Creating a NN policy for Reinforcement Learning
Continuing from the previous post (Learning to use OpenAI Gym) I explore how to create a neural network policy that can train our cart to balance the pole for a longer period of time compared to the simple hard coded policy. Using a simple network we should see an improvement my measuring the amount of consectutive steps that the pole can stay vertical.
Neural Network Policy
Use the import statements and plotting functions from the previous post
keras.backend.clear_session()
tf.random.set_seed(42)
np.random.rand(42)
#this is the observation space
num_inputs = 4
model = keras.models.Sequential([
keras.layers.Dense(20,activation="relu",input_shape=(num_inputs,)),
keras.layers.Dense(5,activation="relu"),
keras.layers.Dense(1,activation="sigmoid"),
])
model.summary()
Model: "sequential"
_________________________________________________________________
Layer (type) Output Shape Param # =================================================================
dense (Dense) (None, 20) 100
dense_1 (Dense) (None, 5) 105
dense_2 (Dense) (None, 1) 6
=================================================================
Total params: 211
Trainable params: 211
Non-trainable params: 0
_________________________________________________________________
The input for our model is going to the environment’s observations: obs = [x,x,x,x] and the output will the action that is going to be taken by the cart (either 0 or 1). Since there are only two possible actions, we only need one output neuron using the sigmoid activation function to represent the action that the cart will take. If there were more than two actions that we could take, then each action would be represented by a neuron and we would use the softmax activation function.
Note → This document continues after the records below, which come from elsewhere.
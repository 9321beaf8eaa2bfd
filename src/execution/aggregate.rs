/// Aggregate metrics and the numeric kernels behind them
///
/// Shared by the executor (aggregate / group_aggregate), the insight
/// generator and the data-quality detector, so every component computes
/// medians, quartiles and deviations the same way.
use serde::{Deserialize, Serialize};
use std::cmp::Ordering;
use std::fmt;

#[derive(Clone, Copy, Debug, PartialEq, Eq, Hash, Serialize, Deserialize)]
#[serde(rename_all = "snake_case")]
pub enum AggregateMetric {
    Count,
    Sum,
    Mean,
    Min,
    Max,
    Median,
    StdDev,
}

impl AggregateMetric {
    /// Metric word as typed in a command
    pub fn from_word(word: &str) -> Option<Self> {
        let metric = match word {
            "count" | "number" | "frequency" => AggregateMetric::Count,
            "sum" | "total" => AggregateMetric::Sum,
            "average" | "avg" | "mean" => AggregateMetric::Mean,
            "min" | "minimum" | "lowest" | "smallest" => AggregateMetric::Min,
            "max" | "maximum" | "highest" | "largest" => AggregateMetric::Max,
            "median" => AggregateMetric::Median,
            "std" | "stddev" | "deviation" => AggregateMetric::StdDev,
            _ => return None,
        };
        Some(metric)
    }

    pub fn as_str(&self) -> &'static str {
        match self {
            AggregateMetric::Count => "count",
            AggregateMetric::Sum => "sum",
            AggregateMetric::Mean => "mean",
            AggregateMetric::Min => "min",
            AggregateMetric::Max => "max",
            AggregateMetric::Median => "median",
            AggregateMetric::StdDev => "std_dev",
        }
    }

    /// Every metric except Count reads numeric values
    pub fn needs_numeric(&self) -> bool {
        !matches!(self, AggregateMetric::Count)
    }

    /// Apply to already-extracted numeric values. None when undefined.
    pub fn apply(&self, values: &[f64]) -> Option<f64> {
        match self {
            AggregateMetric::Count => Some(values.len() as f64),
            AggregateMetric::Sum => {
                if values.is_empty() {
                    None
                } else {
                    Some(values.iter().sum())
                }
            }
            AggregateMetric::Mean => mean(values),
            AggregateMetric::Min => values.iter().copied().reduce(f64::min),
            AggregateMetric::Max => values.iter().copied().reduce(f64::max),
            AggregateMetric::Median => median(values),
            AggregateMetric::StdDev => sample_std_dev(values),
        }
    }
}

impl fmt::Display for AggregateMetric {
    fn fmt(&self, f: &mut fmt::Formatter<'_>) -> fmt::Result {
        f.write_str(self.as_str())
    }
}

pub fn mean(values: &[f64]) -> Option<f64> {
    if values.is_empty() {
        return None;
    }
    Some(values.iter().sum::<f64>() / values.len() as f64)
}

/// Sample (n - 1) standard deviation
pub fn sample_std_dev(values: &[f64]) -> Option<f64> {
    if values.len() < 2 {
        return None;
    }
    let m = mean(values)?;
    let variance = values.iter().map(|v| (v - m).powi(2)).sum::<f64>() / (values.len() - 1) as f64;
    Some(variance.sqrt())
}

pub fn median(values: &[f64]) -> Option<f64> {
    quantile(values, 0.5)
}

/// Linear-interpolated quantile, `q` in [0, 1]
pub fn quantile(values: &[f64], q: f64) -> Option<f64> {
    if values.is_empty() {
        return None;
    }
    let sorted = sorted_copy(values);
    let pos = q.clamp(0.0, 1.0) * (sorted.len() - 1) as f64;
    let lower = pos.floor() as usize;
    let upper = pos.ceil() as usize;
    let fraction = pos - lower as f64;
    Some(sorted[lower] + (sorted[upper] - sorted[lower]) * fraction)
}

/// Lower and upper Tukey fences at `k` interquartile ranges
pub fn iqr_fences(values: &[f64], k: f64) -> Option<(f64, f64)> {
    let q1 = quantile(values, 0.25)?;
    let q3 = quantile(values, 0.75)?;
    let iqr = q3 - q1;
    Some((q1 - k * iqr, q3 + k * iqr))
}

/// Pearson correlation over paired values; None when either side is constant
pub fn pearson(xs: &[f64], ys: &[f64]) -> Option<f64> {
    if xs.len() != ys.len() || xs.len() < 2 {
        return None;
    }
    let mx = mean(xs)?;
    let my = mean(ys)?;
    let (mut cov, mut vx, mut vy) = (0.0, 0.0, 0.0);
    for (x, y) in xs.iter().zip(ys) {
        cov += (x - mx) * (y - my);
        vx += (x - mx).powi(2);
        vy += (y - my).powi(2);
    }
    if vx == 0.0 || vy == 0.0 {
        return None;
    }
    Some(cov / (vx.sqrt() * vy.sqrt()))
}

fn sorted_copy(values: &[f64]) -> Vec<f64> {
    let mut sorted = values.to_vec();
    sorted.sort_by(|a, b| a.partial_cmp(b).unwrap_or(Ordering::Equal));
    sorted
}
In the code below, we decide our action based on random probability. For example let’s say the randomly generated probability is .40 and the probability of going left generated by the model is 0.50. We have a statement below that compares these two probabilites. Since .40 > .50 is a false statement, we convert our boolean to the integer 0 and our action is to go left.
We make our decisions based on this random probability because we want to find the right balance between exploring new actions and exploiting actions that we already know work well. Imagine you go to a cafe and randomly select a coffee. If you like it, the probability that you order it again next time you go is increased. However, you shouldn’t increase that probability to 100% because there might be other coffees to try that are even better than the first.
def render_policy(model,max_steps=200,seed=42):
frames = []
env = gym.make("CartPole-v1",render_mode="rgb_array")
np.random.seed(seed)
#reset the environment
obs = env.reset()
obs = np.array([obs[0]])
reward = 0
#keep track of how many consectuive times pole is vertical
totals = 0
for step in range(max_steps):
frames.append(env.render())
left_prob = model.predict(obs)
#print('left_prob',left_prob)
#generate random number
p = np.random.rand()
#print('p',p)
#turn boolean value into integer (ACTION = TRUE:1 OR FALSE:0)
action = int(p>left_prob)
#print('action',action)
stats = env.step(action)
obs = np.array([stats[0]])
reward = stats[1]
done = stats[2]
info = stats[3]
totals+= reward
if done:
break
env.close()
return frames,totals
For our cart-pole environment, we can ignore past observations and actions because at each step we can see the environments full state.
For example: If the environment only revealed the cart’s position and not the velocity, you would have to consider past and current observations in order to determine the current velocity. We do not have to worry about this in our case.
Lets see how well a randomly initialized policy network performs:
frames,totals = render_policy(model)
plot_animation(frames)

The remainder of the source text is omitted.